Liturgia dell’acqua di Daita Martinez, Ed. Anterem, 2021
Il primo gesto è quello di slegare la propria voce poetica da ogni altra precedente, nonostante i tanti sprofondameni innamorati nelle scritture altrui, per nominare il proprio universo verginalmente, cesellandolo come un materiale duttilissimo e molto prossimo al sogno, tanto esso è al di là di ogni logica oggettività; sebbene, del tutto affidati alla liquidità sonora delle parole, si possano intuire luoghi e persone e le altre vive creature del mondo, e, soprattutto, personali esperienze e umori e cadute nella disillusione e nelle trame ambigue dei sentimenti.
La città di Palermo in cui l’autrice vive, ubbidendo ad un’ansia di appartenenza sottolineata dall’improvviso innesto di espressioni della parlata locale, fa da teatro alle molte figure che sembrano entrare ed uscire dalla scena per la passione pura di esistere dentro gli occhi che ne accompagnano le brevi immobilità e i dissolvimenti, ché tutto l’organizzarsi delle immagini, spesso mutilate, e comunque sciolte dalla razionalità della sintassi e perfino, talvolta, della grammatica, sta nella ricerca di una cantabilità che le ritaglia e le sospende in baluginii cromatici, in suggestioni simili a quelle che hanno le superfici delle cose che si specchiano nel tremore dell’acqua. Quell’acqua che, nel farsi metafora della fuggevolezza, diventa un rito di purificazione senza sosta, ma anche il velo grazie al quale dirsi senza troppo esporsi.

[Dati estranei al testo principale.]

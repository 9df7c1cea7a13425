//! Shared handle to a pooled PostgreSQL connection.

use std::sync::Arc;

use sqlx::pool::PoolConnection;
use sqlx::{Executor, PgConnection, Postgres};
use tokio::sync::{MappedMutexGuard, Mutex, MutexGuard};

use crate::error::{Result, SqlError};

#[derive(Debug)]
struct HandleState {
    connection: Option<PoolConnection<Postgres>>,
    in_transaction: bool,
}

/// A pooled connection shared by everyone in one unit of work.
///
/// Clones refer to the same connection. The handle tracks whether a
/// transaction is open on the connection; outside a transaction every
/// statement runs in auto-commit mode.
#[derive(Debug, Clone)]
pub struct PgConnectionHandle {
    state: Arc<Mutex<HandleState>>,
}

impl PgConnectionHandle {
    /// Wraps a connection checked out of a pool.
    pub fn new(connection: PoolConnection<Postgres>) -> Self {
        Self {
            state: Arc::new(Mutex::new(HandleState {
                connection: Some(connection),
                in_transaction: false,
            })),
        }
    }

    /// Returns true while a transaction is open, i.e. auto-commit is off.
    pub async fn in_transaction(&self) -> bool {
        self.state.lock().await.in_transaction
    }

    /// Returns true once the connection went back to the pool.
    pub async fn is_released(&self) -> bool {
        self.state.lock().await.connection.is_none()
    }

    /// Locks the connection for running queries.
    ///
    /// ```no_run
    /// # async fn example(handle: txn_sql::PgConnectionHandle) -> txn_sql::Result<()> {
    /// let mut conn = handle.connection().await?;
    /// sqlx::query("UPDATE accounts SET balance = balance - 10 WHERE id = 1")
    ///     .execute(&mut *conn)
    ///     .await?;
    /// # Ok(())
    /// # }
    /// ```
    pub async fn connection(&self) -> Result<MappedMutexGuard<'_, PgConnection>> {
        let guard = self.state.lock().await;
        MutexGuard::try_map(guard, |state| state.connection.as_deref_mut())
            .map_err(|_| SqlError::Released)
    }

    /// Opens a transaction with `BEGIN`.
    pub async fn begin(&self) -> Result<()> {
        let mut state = self.state.lock().await;
        let connection = state.connection.as_deref_mut().ok_or(SqlError::Released)?;
        connection.execute("BEGIN").await?;
        state.in_transaction = true;
        Ok(())
    }

    /// Commits the open transaction with `COMMIT`.
    pub async fn commit(&self) -> Result<()> {
        self.finish("COMMIT").await
    }

    /// Rolls back the open transaction with `ROLLBACK`.
    pub async fn rollback(&self) -> Result<()> {
        self.finish("ROLLBACK").await
    }

    async fn finish(&self, statement: &'static str) -> Result<()> {
        let mut state = self.state.lock().await;
        let connection = state.connection.as_deref_mut().ok_or(SqlError::Released)?;
        let outcome = connection.execute(statement).await;
        // Postgres ends the transaction even when COMMIT reports an error.
        state.in_transaction = false;
        outcome?;
        Ok(())
    }

    /// Returns the connection to its pool, rolling back a transaction that
    /// was left open. Releasing twice is a no-op.
    pub async fn release(&self) -> Result<()> {
        let mut state = self.state.lock().await;
        let Some(mut connection) = state.connection.take() else {
            return Ok(());
        };

        if state.in_transaction {
            state.in_transaction = false;
            tracing::warn!("connection released with an open transaction; rolling back");
            (&mut *connection).execute("ROLLBACK").await?;
        }
        Ok(())
    }
}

Sembra piuttosto che in questo universo poetico, fatto di delicate corrispondenze verbo-visive, l’autrice cerchi una mimetizzazione con gli elementi, anzi una sempre variata diffusione di sé stessa nel circostante spazio.
Nell’impalcatura scenografica ogni parola basta a sé stessa, proponendosi, nella sua fisicità significante, nella sua abbagliante musicalità, intanto che costruisce percorsi di difficile senso e tuttavia di innegabile incanto.
Ne viene al lettore capace di “avvertire” la natura più profonda del linguaggio poetico, la consapevolezza di confrontarsi con la radice prima della conoscenza, una sorta di magico infantilismo.
Di certo la produzione poetica di Daìta Martinez si differenzia in modo così deciso da quella degli altri autori della contemporaneità, da meritare pienamente una collocazione nella categoria letteraria dello sperimentalismo, ma tenendo presente che il suo, lontano com’è da ogni cerebralismo, potrebbe trovare una più giusta definizione quale libero flusso emotivo che trascrive sul vuoto bianco del foglio immagini di cose e luoghi simili a balenii, a singhiozzi della memoria.
La materia di una tale enigmatica tessitura verbale è, infatti, la riappropriazione del proprio vissuto e all’interno di uno spazio tipicamente mediterraneo, che profuma di limoni, di gelsomini, di rosmarino, e all’interno di una vaga dimensione temporale in cui si succedono albe e tramonti e si muovono creature fragili e bellissime come i passeri, i cardellini, le farfalle, “come oggetti semplici di scena che/ le piace sbriciolare lettera per lettera”.
Anche l’eros, nonostante certe audacissime figure, quale “la rossissima porta dell’inguine”, viene avvolto da una sorta di distanza onirica in cui tutto sembra perdere, come ogni altra cosa, i suoi concreti contorni, così da giustificare la sospensione delle regole: da qui la scomparsa della punteggiatura, del carattere maiuscolo, la spezzatura irregolare dei versi, perfino quel ludus che accosta e accumula e ripete lemmi solo per il piacere di sentirli risuonare: “la cena dentro l’arcata al di dentro dei/ limoni tondi rotonda una caduta tonda/ ripasso sparso lì sparso”.
Tutto questo, in realtà, offre la formula che, se bene interpretata, permette di accostarsi al segreto della poesia di questa silloge, come della poesia tout court, della Martinez, che è quello di una rifondazione del mondo attraverso la grazia e l’innocenza dei bambini: se si scorrono i versi, spesso li troviamo nell’atto di custodire tra le mani la spensierata felicità del gioco, la meraviglia del creato, la fantasia dei sogni; a loro bene si addice il simbolo dell’acqua, che ricorre quasi venti volte nel corpo di liturgia dell’acqua, elemento purificatore, come si diceva prima, simbolo di rinascita e di grazia celeste, sorgente iniziale della vita: così gli spazi bianchi fra immagine e immagine, fra parola e parola, diventano i punti nascosti in cui concepire l’impossibile.